__Exercise__.
Two lines below mark the span: the one containing "one GCS bucket." and the one containing "use super::*;". Set down both, plus every line between, exactly as they stand, and nothing else.

__Provided data__.

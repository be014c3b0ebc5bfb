//! Google Cloud Storage backend.

use derive_more::Deref;
use object_store::gcp::GoogleCloudStorageBuilder;
use serde::{Deserialize, Serialize};

use super::provider::{BucketCredentials, Provider, require_bucket};
use crate::client::ObjectStoreClient;
use crate::error::Error;

/// Bucket and optional key file for Google Cloud Storage.
///
/// Without a key file, credentials come from the environment
/// (`GOOGLE_SERVICE_ACCOUNT`, application default credentials, ...).
#[derive(Debug, Clone, Default, Deserialize, Serialize)]
#[serde(rename_all = "camelCase")]
pub struct GcsCredentials {
    pub bucket: String,
    #[serde(default)]
    pub service_account_key: Option<String>,
}

impl GcsCredentials {
    /// Credentials for `bucket` using ambient authentication.
    pub fn new(bucket: impl Into<String>) -> Self {
        Self {
            bucket: bucket.into(),
            service_account_key: None,
        }
    }

    /// Authenticate with the service account key file at `path`.
    #[must_use]
    pub fn with_service_account_key(mut self, path: impl Into<String>) -> Self {
        self.service_account_key = Some(path.into());
        self
    }
}

impl BucketCredentials for GcsCredentials {
    fn bucket(&self) -> &str {
        &self.bucket
    }
}

/// Client bound to one GCS bucket.
///
/// GCS honours create-only writes natively through generation preconditions.
#[derive(Debug, Deref)]
pub struct GcsProvider(ObjectStoreClient);

impl Provider for GcsProvider {
    type Credentials = GcsCredentials;

    const ID: &str = "gcs";

    async fn connect(creds: &Self::Credentials) -> Result<Self, Error> {
        let bucket = require_bucket(creds, Self::ID)?;
        let builder = GoogleCloudStorageBuilder::from_env().with_bucket_name(bucket);
        let builder = match &creds.service_account_key {
            Some(path) => builder.with_service_account_path(path),
            None => builder,
        };

        let store = builder
            .build()
            .map_err(|e| Error::connection(e.to_string(), Self::ID, false).with_source(e))?;
        tracing::debug!(target: crate::TRACING_TARGET_CLIENT, provider = Self::ID, bucket, "Client built");

        Ok(Self(ObjectStoreClient::new(store)))
    }

    fn into_client(self) -> ObjectStoreClient {
        self.0
    }
}

#[cfg(test)]
mod tests {
    use super::*;

    #[tokio::test]
    async fn blank_bucket_is_rejected() {
        let err = GcsProvider::connect(&GcsCredentials::new("  ")).await.unwrap_err();
        assert_eq!(err.kind(), crate::ErrorKind::Connection);
        assert!(!err.is_retryable());
    }
}
//! Streaming reader that computes the content key on-the-fly.

use std::pin::Pin;
use std::task::{Context, Poll};

use pin_project_lite::pin_project;
use sha2::{Digest, Sha256};
use tokio::io::{AsyncRead, ReadBuf};

use crate::ContentKey;
use crate::content_type::{self, SNIFF_LEN};

pin_project! {
    /// An async reader wrapper that hashes, counts and samples data as it
    /// flows through.
    ///
    /// The first [`SNIFF_LEN`] bytes are retained so the media type can be
    /// detected once the stream is drained, without buffering the whole
    /// content in memory.
    pub struct HashingReader<R> {
        #[pin]
        inner: R,
        hasher: Sha256,
        size: u64,
        head: Vec<u8>,
    }
}

/// What a drained [`HashingReader`] learned about its stream.
#[derive(Debug, Clone, PartialEq, Eq)]
pub struct Digested {
    /// SHA-256 content key.
    pub key: ContentKey,
    /// Number of bytes read.
    pub size: u64,
    /// Media type detected from the leading bytes.
    pub mime_type: &'static str,
}

impl<R> HashingReader<R> {
    /// Creates a new hashing reader wrapping the given reader.
    pub fn new(inner: R) -> Self {
        Self {
            inner,
            hasher: Sha256::new(),
            size: 0,
            head: Vec::with_capacity(SNIFF_LEN),
        }
    }

    /// Consumes the reader and returns the key, size and media type.
    pub fn finalize(self) -> Digested {
        let digest: [u8; 32] = self.hasher.finalize().into();
        Digested {
            key: ContentKey::from_bytes(digest.to_vec()),
            size: self.size,
            mime_type: content_type::detect(&self.head),
        }
    }
}

impl<R: AsyncRead> AsyncRead for HashingReader<R> {
    fn poll_read(
        self: Pin<&mut Self>,
        cx: &mut Context<'_>,
        buf: &mut ReadBuf<'_>,
    ) -> Poll<std::io::Result<()>> {
        let this = self.project();
        let before = buf.filled().len();

        match this.inner.poll_read(cx, buf) {
            Poll::Ready(Ok(())) => {
                let new_bytes = &buf.filled()[before..];
                if !new_bytes.is_empty() {
                    this.hasher.update(new_bytes);
                    *this.size += new_bytes.len() as u64;

                    let room = SNIFF_LEN.saturating_sub(this.head.len());
                    this.head
                        .extend_from_slice(&new_bytes[..room.min(new_bytes.len())]);
                }
                Poll::Ready(Ok(()))
            }
            other => other,
        }
    }
}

__Exercise result__.
/// Client bound to one GCS bucket.
///
/// GCS honours create-only writes natively through generation preconditions.
#[derive(Debug, Deref)]
pub struct GcsProvider(ObjectStoreClient);

impl Provider for GcsProvider {
    type Credentials = GcsCredentials;

    const ID: &str = "gcs";

    async fn connect(creds: &Self::Credentials) -> Result<Self, Error> {
        let bucket = require_bucket(creds, Self::ID)?;
        let builder = GoogleCloudStorageBuilder::from_env().with_bucket_name(bucket);
        let builder = match &creds.service_account_key {
            Some(path) => builder.with_service_account_path(path),
            None => builder,
        };

        let store = builder
            .build()
            .map_err(|e| Error::connection(e.to_string(), Self::ID, false).with_source(e))?;
        tracing::debug!(target: crate::TRACING_TARGET_CLIENT, provider = Self::ID, bucket, "Client built");

        Ok(Self(ObjectStoreClient::new(store)))
    }

    fn into_client(self) -> ObjectStoreClient {
        self.0
    }
}

#[cfg(test)]
mod tests {
    use super::*;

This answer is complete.